[DATA IN THIS EXERCISE]

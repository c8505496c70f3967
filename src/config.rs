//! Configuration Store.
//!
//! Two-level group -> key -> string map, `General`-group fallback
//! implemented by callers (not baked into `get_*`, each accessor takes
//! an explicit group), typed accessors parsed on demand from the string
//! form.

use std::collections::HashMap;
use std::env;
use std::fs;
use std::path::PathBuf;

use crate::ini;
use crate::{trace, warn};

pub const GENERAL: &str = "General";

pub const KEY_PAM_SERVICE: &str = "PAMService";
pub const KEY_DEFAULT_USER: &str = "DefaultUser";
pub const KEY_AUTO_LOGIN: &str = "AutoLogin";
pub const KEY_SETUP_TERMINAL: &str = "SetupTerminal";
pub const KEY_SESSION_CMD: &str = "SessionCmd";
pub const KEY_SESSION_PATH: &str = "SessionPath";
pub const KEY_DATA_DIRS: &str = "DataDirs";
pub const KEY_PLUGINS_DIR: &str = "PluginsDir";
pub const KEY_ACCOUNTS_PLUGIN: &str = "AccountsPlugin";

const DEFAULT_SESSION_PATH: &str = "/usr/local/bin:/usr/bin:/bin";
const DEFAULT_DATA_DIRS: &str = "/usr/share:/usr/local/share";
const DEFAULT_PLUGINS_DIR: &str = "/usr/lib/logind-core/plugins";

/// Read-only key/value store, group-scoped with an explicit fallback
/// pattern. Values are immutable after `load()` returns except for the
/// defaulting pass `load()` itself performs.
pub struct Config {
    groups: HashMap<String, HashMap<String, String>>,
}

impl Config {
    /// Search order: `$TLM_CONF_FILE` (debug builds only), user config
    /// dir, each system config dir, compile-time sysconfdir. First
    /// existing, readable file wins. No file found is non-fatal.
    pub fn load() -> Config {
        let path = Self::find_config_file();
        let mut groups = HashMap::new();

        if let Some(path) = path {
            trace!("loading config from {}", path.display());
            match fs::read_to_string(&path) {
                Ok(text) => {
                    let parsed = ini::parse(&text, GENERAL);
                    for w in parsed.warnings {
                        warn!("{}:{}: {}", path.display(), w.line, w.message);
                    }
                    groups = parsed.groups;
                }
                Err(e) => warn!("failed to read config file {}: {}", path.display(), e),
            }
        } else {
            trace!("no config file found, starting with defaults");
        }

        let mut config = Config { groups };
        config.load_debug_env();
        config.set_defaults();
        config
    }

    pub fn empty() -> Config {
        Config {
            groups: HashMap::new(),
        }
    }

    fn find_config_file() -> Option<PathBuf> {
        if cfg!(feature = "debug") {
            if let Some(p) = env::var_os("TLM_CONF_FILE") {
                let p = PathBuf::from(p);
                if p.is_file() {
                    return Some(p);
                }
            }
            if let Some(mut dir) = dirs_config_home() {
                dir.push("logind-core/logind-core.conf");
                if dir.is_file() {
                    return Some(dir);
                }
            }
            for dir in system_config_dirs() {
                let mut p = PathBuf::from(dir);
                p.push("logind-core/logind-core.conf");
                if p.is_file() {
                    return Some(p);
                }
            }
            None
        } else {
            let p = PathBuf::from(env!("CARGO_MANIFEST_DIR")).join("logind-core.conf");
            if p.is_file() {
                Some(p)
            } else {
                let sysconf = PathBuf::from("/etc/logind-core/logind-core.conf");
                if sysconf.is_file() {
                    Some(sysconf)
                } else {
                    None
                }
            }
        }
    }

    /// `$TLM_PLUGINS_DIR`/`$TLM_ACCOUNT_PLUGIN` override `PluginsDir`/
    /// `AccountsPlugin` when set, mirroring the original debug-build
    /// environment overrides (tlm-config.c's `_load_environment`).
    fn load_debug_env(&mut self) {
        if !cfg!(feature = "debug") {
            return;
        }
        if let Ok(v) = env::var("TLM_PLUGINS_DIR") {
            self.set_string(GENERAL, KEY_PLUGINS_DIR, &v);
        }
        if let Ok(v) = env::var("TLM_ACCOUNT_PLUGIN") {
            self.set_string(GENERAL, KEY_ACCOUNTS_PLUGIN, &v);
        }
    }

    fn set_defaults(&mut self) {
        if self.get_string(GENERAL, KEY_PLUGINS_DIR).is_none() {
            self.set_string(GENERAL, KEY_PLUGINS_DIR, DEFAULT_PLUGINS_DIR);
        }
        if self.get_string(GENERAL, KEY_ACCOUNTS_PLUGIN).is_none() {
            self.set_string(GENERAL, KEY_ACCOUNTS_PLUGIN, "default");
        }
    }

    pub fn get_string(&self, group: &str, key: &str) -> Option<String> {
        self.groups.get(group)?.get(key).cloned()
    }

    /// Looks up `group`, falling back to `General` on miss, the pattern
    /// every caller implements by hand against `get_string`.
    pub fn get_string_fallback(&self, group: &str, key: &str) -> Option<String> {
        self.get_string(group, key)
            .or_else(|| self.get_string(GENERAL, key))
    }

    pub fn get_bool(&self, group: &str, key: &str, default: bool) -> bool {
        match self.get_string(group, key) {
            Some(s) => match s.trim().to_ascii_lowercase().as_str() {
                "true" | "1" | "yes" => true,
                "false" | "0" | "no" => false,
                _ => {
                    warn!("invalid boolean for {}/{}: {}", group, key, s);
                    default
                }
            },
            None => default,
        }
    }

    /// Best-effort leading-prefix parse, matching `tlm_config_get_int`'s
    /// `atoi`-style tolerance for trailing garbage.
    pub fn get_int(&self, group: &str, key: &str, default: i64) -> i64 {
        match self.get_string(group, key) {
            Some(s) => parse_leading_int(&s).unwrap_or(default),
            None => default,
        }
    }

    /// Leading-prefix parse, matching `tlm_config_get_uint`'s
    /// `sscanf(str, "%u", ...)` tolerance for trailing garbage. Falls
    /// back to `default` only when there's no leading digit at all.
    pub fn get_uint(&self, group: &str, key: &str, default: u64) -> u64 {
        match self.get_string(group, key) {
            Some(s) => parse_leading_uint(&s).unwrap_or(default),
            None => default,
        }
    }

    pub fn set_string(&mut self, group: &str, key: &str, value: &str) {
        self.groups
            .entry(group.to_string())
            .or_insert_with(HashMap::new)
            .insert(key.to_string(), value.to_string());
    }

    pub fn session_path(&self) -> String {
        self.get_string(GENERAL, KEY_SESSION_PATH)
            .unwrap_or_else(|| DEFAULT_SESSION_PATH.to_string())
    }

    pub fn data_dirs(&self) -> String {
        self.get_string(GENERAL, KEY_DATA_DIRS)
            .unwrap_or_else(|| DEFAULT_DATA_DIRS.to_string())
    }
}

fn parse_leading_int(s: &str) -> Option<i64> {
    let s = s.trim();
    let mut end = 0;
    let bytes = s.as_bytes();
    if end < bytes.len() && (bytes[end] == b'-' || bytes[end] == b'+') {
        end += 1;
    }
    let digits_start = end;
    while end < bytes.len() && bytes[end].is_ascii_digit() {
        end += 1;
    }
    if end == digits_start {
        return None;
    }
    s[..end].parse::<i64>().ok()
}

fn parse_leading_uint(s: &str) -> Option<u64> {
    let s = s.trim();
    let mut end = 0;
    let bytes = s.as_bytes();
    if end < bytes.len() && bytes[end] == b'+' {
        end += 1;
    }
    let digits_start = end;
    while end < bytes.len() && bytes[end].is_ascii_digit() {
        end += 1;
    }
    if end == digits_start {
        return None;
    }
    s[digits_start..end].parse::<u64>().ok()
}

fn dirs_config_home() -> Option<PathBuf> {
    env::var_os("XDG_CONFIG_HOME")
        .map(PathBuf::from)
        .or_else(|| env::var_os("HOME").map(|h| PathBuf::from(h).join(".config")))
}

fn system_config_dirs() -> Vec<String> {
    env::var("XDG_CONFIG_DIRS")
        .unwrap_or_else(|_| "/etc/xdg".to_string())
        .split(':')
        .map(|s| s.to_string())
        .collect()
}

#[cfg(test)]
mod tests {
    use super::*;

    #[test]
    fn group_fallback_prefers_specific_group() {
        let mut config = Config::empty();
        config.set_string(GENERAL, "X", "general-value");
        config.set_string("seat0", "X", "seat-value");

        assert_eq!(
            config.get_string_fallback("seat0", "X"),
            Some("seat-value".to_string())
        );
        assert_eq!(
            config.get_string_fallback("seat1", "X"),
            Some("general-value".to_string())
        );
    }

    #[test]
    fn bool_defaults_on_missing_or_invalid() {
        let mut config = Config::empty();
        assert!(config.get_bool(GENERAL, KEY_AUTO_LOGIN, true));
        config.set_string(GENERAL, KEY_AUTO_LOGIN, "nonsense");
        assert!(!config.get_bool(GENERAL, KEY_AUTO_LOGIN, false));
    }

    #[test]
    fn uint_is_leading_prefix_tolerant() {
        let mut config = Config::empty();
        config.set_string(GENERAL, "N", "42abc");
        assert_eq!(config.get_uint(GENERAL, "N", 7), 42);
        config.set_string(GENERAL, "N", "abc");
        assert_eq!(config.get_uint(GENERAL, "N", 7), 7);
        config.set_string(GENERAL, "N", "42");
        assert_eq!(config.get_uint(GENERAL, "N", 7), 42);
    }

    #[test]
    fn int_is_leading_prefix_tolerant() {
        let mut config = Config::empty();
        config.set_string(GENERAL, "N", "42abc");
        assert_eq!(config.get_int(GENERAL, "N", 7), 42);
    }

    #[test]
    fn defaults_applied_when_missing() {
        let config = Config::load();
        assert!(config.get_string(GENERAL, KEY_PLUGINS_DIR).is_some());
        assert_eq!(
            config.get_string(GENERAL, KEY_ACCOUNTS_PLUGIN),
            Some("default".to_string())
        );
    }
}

[/DATA IN THIS EXERCISE]

__WHAT YOU HAVE TO DO__. Where the string "text" appears in a line of the listing, copy that line.

__ANSWER AREA__.
                Ok(text) => {
                    let parsed = ini::parse(&text, GENERAL);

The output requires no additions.